_Work task_: Say how many of the lines below hold "keyed", writing the number and nothing more.

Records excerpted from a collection
BEGIN
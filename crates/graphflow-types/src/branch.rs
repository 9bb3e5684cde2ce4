//! Branch decisions recorded by control-flow nodes.
//!
//! Decisions live in a [`BranchHistory`] that travels beside the node-result
//! map, never inside it, so a node literally named `branch` cannot collide
//! with control-flow bookkeeping.

use std::collections::BTreeMap;

use serde::{Deserialize, Serialize};
use serde_json::Value;

/// Iteration position reported by a loop node.
#[derive(Debug, Clone, PartialEq, Serialize, Deserialize)]
pub struct IterationInfo {
    pub index: usize,
    pub total: usize,
    #[serde(default, skip_serializing_if = "Option::is_none")]
    pub item: Option<Value>,
}

/// Which outgoing branch a control-flow node took.
#[derive(Debug, Clone, PartialEq, Serialize, Deserialize)]
pub struct BranchDecision {
    pub branch: String,
    #[serde(default, skip_serializing_if = "Option::is_none")]
    pub data: Option<Value>,
    #[serde(default, skip_serializing_if = "Option::is_none")]
    pub iteration: Option<IterationInfo>,
}

impl BranchDecision {
    pub fn new(branch: impl Into<String>) -> Self {
        Self {
            branch: branch.into(),
            data: None,
            iteration: None,
        }
    }

    pub fn with_data(mut self, data: Value) -> Self {
        self.data = Some(data);
        self
    }

    pub fn with_iteration(mut self, iteration: IterationInfo) -> Self {
        self.iteration = Some(iteration);
        self
    }
}

/// Decisions keyed by control-flow node id, plus the most recent one.
#[derive(Debug, Clone, Default, PartialEq, Serialize, Deserialize)]
pub struct BranchHistory {
    decisions: BTreeMap<String, BranchDecision>,
    last: Option<String>,
}

impl BranchHistory {
    pub fn new() -> Self {
        Self::default()
    }

    /// Record a decision for `node_id`; it becomes the `last` decision.
    pub fn record(&mut self, node_id: impl Into<String>, decision: BranchDecision) {
        let node_id = node_id.into();
        self.decisions.insert(node_id.clone(), decision);
        self.last = Some(node_id);
    }

    pub fn get(&self, node_id: &str) -> Option<&BranchDecision> {
        self.decisions.get(node_id)
    }

    pub fn last(&self) -> Option<&BranchDecision> {
        self.last.as_deref().and_then(|id| self.decisions.get(id))
    }

    pub fn is_empty(&self) -> bool {
        self.decisions.is_empty()
    }

    pub fn len(&self) -> usize {
        self.decisions.len()
    }

    /// `last` as JSON (`null` when nothing has been recorded).
    pub fn last_value(&self) -> Value {
        self.last()
            .and_then(|d| serde_json::to_value(d).ok())
            .unwrap_or(Value::Null)
    }

    /// All decisions as a JSON object keyed by node id.
    pub fn all_value(&self) -> Value {
        let map = self
            .decisions
            .iter()
            .filter_map(|(id, d)| serde_json::to_value(d).ok().map(|v| (id.clone(), v)))
            .collect();
        Value::Object(map)
    }
}
// ---------------------------------------------------------------------------
// Operators
// ---------------------------------------------------------------------------

fn binary(op: BinaryOp, l: Item, r: Item) -> Result<Item, EvalError> {
    if matches!(l, Item::Function(_)) || matches!(r, Item::Function(_)) {
        return Err(EvalError::message("functions cannot be used as operands"));
    }
    let lv = l.as_value();
    let rv = r.as_value();

    let result = match op {
        BinaryOp::Eq => Value::Bool(loose_eq(lv, rv)),
        BinaryOp::NotEq => Value::Bool(!loose_eq(lv, rv)),
        BinaryOp::Lt | BinaryOp::LtEq | BinaryOp::Gt | BinaryOp::GtEq => {
            let (Some(a), Some(b)) = (lv, rv) else {
                return Ok(Item::Value(Value::Bool(false)));
            };
            let ord = compare(a, b)?;
            Value::Bool(match op {
                BinaryOp::Lt => ord == Ordering::Less,
                BinaryOp::LtEq => ord != Ordering::Greater,
                BinaryOp::Gt => ord == Ordering::Greater,
                _ => ord != Ordering::Less,
            })
        }
        BinaryOp::In => Value::Bool(contains(rv, lv)),
        BinaryOp::Concat => {
            let mut s = lv.map(stringify).unwrap_or_default();
            s.push_str(&rv.map(stringify).unwrap_or_default());
            Value::String(s)
        }
        BinaryOp::Add | BinaryOp::Sub | BinaryOp::Mul | BinaryOp::Div | BinaryOp::Rem => {
            let (Some(a), Some(b)) = (lv, rv) else {
                return Ok(Item::Undefined);
            };
            if let (BinaryOp::Add, Value::String(x), Value::String(y)) = (op, a, b) {
                return Ok(Item::Value(Value::String(format!("{x}{y}"))));
            }
            let x = as_number(a).ok_or_else(|| arith_error(op, a))?;
            let y = as_number(b).ok_or_else(|| arith_error(op, b))?;
            let n = match op {
                BinaryOp::Add => x + y,
                BinaryOp::Sub => x - y,
                BinaryOp::Mul => x * y,
                BinaryOp::Div if y == 0.0 => return Err(EvalError::message("division by zero")),
                BinaryOp::Div => x / y,
                _ if y == 0.0 => return Err(EvalError::message("modulo by zero")),
                _ => x % y,
            };
            number(n)?
        }
        BinaryOp::And => Value::Bool(lv.is_some_and(truthy_value) && rv.is_some_and(truthy_value)),
        BinaryOp::Or => Value::Bool(lv.is_some_and(truthy_value) || rv.is_some_and(truthy_value)),
    };
    Ok(Item::Value(result))
}

fn arith_error(op: BinaryOp, v: &Value) -> EvalError {
    let symbol = match op {
        BinaryOp::Add => "+",
        BinaryOp::Sub => "-",
        BinaryOp::Mul => "*",
        BinaryOp::Div => "/",
        _ => "%",
    };
    EvalError::message(format!(
        "operator '{symbol}' expects numbers, got {}",
        type_name(v)
    ))
}

fn contains(haystack: Option<&Value>, needle: Option<&Value>) -> bool {
    match haystack {
        Some(Value::Array(items)) => items.iter().any(|i| loose_eq(Some(i), needle)),
        Some(Value::String(s)) => needle.is_some_and(|n| s.contains(&stringify(n))),
        Some(Value::Object(map)) => matches!(needle, Some(Value::String(k)) if map.contains_key(k)),
        _ => false,
    }
}

// ---------------------------------------------------------------------------
// Shared value helpers (also used by the function table)
// ---------------------------------------------------------------------------

/// `false`, `null`, undefined, `0`, `""` and `[]` are falsy.
pub fn truthy(item: &Item) -> bool {
    match item {
        Item::Undefined => false,
        Item::Function(_) => true,
        Item::Value(v) => truthy_value(v),
    }
}

pub fn truthy_value(v: &Value) -> bool {
    match v {
        Value::Null => false,
        Value::Bool(b) => *b,
        Value::Number(n) => n.as_f64().is_some_and(|f| f != 0.0),
        Value::String(s) => !s.is_empty(),
        Value::Array(a) => !a.is_empty(),
        Value::Object(_) => true,
    }
}

/// Equality with undefined treated as `null` and numbers compared by value.
pub fn loose_eq(a: Option<&Value>, b: Option<&Value>) -> bool {
    let null = Value::Null;
    deep_eq(a.unwrap_or(&null), b.unwrap_or(&null))
}

pub fn deep_eq(a: &Value, b: &Value) -> bool {
    match (a, b) {
        (Value::Number(x), Value::Number(y)) => x.as_f64() == y.as_f64(),
        (Value::Array(x), Value::Array(y)) => {
            x.len() == y.len() && x.iter().zip(y).all(|(p, q)| deep_eq(p, q))
        }
        (Value::Object(x), Value::Object(y)) => {
            x.len() == y.len()
                && x.iter()
                    .all(|(k, v)| y.get(k).is_some_and(|w| deep_eq(v, w)))
        }
        _ => a == b,
    }
}

/// Order two numbers or two strings; anything else is a type error.
pub fn compare(a: &Value, b: &Value) -> Result<Ordering, EvalError> {
    match (a, b) {
        (Value::Number(x), Value::Number(y)) => Ok(x
            .as_f64()
            .partial_cmp(&y.as_f64())
            .unwrap_or(Ordering::Equal)),
        (Value::String(x), Value::String(y)) => Ok(x.cmp(y)),
        _ => Err(EvalError::message(format!(
            "cannot compare {} with {}",
            type_name(a),
            type_name(b)
        ))),
    }
}

pub fn as_number(v: &Value) -> Option<f64> {
    v.as_f64()
}

/// Build a JSON number, keeping integral results as integers.
pub fn number(n: f64) -> Result<Value, EvalError> {
    if !n.is_finite() {
        return Err(EvalError::message("numeric result is not finite"));
    }
    if n.fract() == 0.0 && n.abs() < 9_007_199_254_740_992.0 {
        return Ok(Value::Number(Number::from(n as i64)));
    }
    Number::from_f64(n)
        .map(Value::Number)
        .ok_or_else(|| EvalError::message("numeric result is not representable"))
}

/// String form used by `&`, `$string` and mixed-text templates.
///
/// Strings are unquoted, `null` is empty, containers are compact JSON.
pub fn stringify(v: &Value) -> String {
    match v {
        Value::String(s) => s.clone(),
        Value::Null => String::new(),
        other => other.to_string(),
    }
}

pub fn type_name(v: &Value) -> &'static str {
    match v {
        Value::Null => "null",
        Value::Bool(_) => "boolean",
        Value::Number(_) => "number",
        Value::String(_) => "string",
        Value::Array(_) => "array",
        Value::Object(_) => "object",
    }
}

// ---------------------------------------------------------------------------
// Tests
// ---------------------------------------------------------------------------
END
_Reply_: 2